- **PROVIDED RECORDS**
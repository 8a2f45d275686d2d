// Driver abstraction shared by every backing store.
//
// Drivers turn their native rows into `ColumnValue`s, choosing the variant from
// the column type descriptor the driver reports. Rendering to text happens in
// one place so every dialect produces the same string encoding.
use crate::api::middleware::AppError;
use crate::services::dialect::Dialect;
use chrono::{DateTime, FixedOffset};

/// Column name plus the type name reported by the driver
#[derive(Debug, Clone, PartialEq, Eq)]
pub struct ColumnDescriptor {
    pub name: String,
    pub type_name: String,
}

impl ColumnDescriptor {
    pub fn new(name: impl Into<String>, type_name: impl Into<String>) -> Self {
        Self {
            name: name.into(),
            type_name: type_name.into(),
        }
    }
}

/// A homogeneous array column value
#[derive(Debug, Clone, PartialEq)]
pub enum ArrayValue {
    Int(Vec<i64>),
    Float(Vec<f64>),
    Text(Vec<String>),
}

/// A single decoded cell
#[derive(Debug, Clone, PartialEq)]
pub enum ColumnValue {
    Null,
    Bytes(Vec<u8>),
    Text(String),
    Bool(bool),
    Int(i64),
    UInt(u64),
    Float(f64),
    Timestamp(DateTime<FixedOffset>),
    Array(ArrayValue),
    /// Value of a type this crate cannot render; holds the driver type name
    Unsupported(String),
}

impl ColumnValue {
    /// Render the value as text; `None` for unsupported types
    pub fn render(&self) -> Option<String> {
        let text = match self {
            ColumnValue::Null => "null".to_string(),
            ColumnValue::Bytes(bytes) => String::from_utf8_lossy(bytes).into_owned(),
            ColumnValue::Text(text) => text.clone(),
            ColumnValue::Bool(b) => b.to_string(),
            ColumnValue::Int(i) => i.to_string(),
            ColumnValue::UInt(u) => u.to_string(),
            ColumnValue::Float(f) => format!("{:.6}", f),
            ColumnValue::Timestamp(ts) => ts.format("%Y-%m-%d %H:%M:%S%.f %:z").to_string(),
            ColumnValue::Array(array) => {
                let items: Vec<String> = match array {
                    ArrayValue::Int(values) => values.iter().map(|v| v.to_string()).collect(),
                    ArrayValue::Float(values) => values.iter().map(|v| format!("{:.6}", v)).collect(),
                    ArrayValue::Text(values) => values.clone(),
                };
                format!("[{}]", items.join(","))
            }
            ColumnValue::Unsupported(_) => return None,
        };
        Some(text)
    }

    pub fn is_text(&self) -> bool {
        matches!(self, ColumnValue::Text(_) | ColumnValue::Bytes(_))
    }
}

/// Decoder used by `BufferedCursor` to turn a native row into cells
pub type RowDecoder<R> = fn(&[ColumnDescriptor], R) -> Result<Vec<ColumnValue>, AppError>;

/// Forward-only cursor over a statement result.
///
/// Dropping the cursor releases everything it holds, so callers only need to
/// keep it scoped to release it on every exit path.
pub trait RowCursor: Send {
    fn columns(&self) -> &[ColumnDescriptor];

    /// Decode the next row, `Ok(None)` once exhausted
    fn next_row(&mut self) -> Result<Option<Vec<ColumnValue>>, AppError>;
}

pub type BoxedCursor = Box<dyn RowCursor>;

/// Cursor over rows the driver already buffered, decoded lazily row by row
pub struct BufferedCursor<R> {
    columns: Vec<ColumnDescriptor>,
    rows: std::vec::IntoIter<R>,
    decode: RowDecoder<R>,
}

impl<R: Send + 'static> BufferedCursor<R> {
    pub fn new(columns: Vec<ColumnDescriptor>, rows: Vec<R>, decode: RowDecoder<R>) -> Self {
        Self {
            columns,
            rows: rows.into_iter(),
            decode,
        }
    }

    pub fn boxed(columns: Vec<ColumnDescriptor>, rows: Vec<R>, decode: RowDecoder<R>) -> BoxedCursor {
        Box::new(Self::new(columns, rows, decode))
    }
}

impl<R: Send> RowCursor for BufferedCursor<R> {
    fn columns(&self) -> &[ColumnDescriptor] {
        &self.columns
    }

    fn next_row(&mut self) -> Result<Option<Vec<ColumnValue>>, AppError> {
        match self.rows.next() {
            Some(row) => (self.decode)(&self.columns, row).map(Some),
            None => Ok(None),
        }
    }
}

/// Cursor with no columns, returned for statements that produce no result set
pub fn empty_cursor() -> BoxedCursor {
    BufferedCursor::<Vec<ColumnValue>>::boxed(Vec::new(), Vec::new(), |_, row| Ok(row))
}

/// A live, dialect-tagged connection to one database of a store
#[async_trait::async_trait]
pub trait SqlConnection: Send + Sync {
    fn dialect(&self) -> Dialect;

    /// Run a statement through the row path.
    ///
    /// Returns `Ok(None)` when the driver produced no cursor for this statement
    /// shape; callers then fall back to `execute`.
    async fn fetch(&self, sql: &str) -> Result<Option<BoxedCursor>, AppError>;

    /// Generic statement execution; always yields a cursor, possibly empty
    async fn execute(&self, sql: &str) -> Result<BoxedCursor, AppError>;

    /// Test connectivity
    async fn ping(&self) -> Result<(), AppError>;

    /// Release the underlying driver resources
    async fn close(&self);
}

...

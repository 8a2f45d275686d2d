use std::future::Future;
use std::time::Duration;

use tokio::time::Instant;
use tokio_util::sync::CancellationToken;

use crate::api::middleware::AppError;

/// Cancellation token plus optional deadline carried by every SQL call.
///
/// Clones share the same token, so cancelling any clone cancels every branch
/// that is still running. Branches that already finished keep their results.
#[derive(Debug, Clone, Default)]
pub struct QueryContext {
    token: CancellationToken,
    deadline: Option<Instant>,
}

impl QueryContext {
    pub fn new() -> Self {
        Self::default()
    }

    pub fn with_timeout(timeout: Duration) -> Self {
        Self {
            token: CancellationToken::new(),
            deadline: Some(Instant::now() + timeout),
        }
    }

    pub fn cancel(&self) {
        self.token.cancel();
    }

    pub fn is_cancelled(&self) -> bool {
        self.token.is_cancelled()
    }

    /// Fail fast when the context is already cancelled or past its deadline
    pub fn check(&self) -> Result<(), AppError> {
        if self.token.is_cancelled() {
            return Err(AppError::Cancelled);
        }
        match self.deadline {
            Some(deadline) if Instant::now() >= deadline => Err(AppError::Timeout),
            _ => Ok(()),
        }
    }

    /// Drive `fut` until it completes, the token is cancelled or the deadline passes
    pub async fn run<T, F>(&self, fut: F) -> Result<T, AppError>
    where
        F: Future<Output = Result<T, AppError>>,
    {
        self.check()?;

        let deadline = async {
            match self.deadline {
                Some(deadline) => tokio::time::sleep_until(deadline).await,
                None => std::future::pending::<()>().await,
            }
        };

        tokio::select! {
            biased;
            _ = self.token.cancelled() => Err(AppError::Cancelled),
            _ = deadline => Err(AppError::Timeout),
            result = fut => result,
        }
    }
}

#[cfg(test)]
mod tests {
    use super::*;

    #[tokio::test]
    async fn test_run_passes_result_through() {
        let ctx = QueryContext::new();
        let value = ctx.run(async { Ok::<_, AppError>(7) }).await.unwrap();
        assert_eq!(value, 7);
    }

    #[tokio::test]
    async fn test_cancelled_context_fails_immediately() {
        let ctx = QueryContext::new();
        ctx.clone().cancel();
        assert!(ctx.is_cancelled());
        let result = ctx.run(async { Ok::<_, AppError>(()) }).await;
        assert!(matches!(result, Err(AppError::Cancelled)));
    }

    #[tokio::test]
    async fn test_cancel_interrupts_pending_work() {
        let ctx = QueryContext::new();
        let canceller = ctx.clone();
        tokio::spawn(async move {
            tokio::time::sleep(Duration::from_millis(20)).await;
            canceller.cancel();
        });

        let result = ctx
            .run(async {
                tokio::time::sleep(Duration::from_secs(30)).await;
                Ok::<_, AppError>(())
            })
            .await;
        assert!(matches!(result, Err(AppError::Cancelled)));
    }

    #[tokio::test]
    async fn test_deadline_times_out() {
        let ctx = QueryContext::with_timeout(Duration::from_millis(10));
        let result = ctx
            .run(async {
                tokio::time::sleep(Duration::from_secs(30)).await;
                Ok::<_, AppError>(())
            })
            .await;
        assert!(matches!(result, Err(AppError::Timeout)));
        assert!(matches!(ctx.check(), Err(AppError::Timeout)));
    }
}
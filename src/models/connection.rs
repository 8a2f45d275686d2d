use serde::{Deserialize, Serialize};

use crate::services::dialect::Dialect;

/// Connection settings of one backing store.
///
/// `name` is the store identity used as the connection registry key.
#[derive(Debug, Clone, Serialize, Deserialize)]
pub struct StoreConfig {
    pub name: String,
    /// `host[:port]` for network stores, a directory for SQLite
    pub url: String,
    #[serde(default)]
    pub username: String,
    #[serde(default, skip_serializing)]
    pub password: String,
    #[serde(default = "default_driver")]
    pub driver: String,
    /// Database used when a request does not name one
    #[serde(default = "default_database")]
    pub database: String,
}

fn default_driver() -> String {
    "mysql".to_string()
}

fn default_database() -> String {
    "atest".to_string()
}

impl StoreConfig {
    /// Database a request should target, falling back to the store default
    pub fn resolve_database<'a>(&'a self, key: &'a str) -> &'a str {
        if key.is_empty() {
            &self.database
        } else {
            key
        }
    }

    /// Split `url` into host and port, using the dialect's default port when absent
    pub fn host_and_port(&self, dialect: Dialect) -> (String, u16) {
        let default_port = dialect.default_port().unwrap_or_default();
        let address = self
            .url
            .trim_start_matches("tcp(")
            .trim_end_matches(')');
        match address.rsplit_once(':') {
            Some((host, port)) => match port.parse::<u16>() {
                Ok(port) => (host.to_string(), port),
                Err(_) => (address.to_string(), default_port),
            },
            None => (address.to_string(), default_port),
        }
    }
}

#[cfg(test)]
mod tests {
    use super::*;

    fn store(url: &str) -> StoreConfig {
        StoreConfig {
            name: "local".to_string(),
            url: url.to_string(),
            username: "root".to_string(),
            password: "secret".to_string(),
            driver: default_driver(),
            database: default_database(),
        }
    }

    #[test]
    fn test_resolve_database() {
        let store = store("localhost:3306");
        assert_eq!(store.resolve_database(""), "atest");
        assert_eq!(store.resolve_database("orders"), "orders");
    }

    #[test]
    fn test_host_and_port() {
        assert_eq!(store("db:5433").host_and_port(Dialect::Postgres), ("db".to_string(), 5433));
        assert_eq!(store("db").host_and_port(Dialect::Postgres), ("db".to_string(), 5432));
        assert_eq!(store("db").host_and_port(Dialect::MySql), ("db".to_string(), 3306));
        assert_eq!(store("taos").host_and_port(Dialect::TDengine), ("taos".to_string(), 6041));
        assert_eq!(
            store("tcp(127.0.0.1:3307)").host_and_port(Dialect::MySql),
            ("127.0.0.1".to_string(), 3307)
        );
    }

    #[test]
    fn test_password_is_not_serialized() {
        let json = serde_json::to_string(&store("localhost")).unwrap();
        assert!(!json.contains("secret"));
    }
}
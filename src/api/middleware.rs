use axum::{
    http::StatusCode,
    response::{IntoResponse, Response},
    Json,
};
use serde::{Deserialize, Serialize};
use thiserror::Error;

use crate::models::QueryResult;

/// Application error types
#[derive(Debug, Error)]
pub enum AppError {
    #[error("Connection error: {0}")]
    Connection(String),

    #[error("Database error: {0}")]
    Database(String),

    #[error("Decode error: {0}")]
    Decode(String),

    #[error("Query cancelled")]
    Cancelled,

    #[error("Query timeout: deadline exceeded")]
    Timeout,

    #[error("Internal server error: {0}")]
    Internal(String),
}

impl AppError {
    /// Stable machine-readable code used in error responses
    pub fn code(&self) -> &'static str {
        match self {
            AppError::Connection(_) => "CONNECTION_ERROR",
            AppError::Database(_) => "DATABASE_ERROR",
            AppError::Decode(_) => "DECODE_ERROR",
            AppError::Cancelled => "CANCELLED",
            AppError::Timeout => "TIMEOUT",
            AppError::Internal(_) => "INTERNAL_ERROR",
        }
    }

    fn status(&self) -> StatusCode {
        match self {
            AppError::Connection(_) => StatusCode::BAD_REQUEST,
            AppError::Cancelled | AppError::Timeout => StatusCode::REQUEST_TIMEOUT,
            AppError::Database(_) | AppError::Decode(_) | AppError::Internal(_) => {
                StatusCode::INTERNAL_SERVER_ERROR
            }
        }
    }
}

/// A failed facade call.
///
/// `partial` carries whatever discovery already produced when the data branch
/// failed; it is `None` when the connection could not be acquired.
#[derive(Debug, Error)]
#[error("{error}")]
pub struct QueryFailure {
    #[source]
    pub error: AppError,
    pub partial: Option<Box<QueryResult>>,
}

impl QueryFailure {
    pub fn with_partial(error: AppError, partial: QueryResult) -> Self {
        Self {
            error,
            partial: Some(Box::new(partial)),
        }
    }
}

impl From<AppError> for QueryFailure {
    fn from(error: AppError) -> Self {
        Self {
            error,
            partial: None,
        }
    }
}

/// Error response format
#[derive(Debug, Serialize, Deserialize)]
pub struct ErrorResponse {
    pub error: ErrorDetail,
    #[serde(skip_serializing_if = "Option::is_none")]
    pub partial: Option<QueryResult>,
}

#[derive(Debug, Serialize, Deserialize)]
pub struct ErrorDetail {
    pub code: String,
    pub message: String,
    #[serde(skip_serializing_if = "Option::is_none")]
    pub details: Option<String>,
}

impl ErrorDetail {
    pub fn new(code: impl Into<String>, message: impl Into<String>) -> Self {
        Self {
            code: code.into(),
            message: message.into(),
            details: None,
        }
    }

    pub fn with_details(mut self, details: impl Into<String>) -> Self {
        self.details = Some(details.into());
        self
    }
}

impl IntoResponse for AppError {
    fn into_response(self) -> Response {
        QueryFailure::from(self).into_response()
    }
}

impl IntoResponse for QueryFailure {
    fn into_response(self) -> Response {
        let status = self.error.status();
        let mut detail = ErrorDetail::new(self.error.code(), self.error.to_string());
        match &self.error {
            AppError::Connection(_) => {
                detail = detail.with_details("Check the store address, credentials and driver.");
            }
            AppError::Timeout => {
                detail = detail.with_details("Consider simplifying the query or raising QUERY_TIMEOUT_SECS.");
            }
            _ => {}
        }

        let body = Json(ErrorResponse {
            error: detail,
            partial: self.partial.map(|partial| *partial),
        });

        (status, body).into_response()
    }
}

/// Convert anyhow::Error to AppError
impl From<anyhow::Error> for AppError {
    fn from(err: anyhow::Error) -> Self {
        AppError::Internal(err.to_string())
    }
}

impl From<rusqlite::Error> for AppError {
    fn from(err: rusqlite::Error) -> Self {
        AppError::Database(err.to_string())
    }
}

- **YOUR TASK**
The lines needed are those in the data above that hold the string "Bytes"; copy each of them.

- **SOLUTION TO THE EXERCISE**
    Bytes(Vec<u8>),
            ColumnValue::Bytes(bytes) => String::from_utf8_lossy(bytes).into_owned(),
        matches!(self, ColumnValue::Text(_) | ColumnValue::Bytes(_))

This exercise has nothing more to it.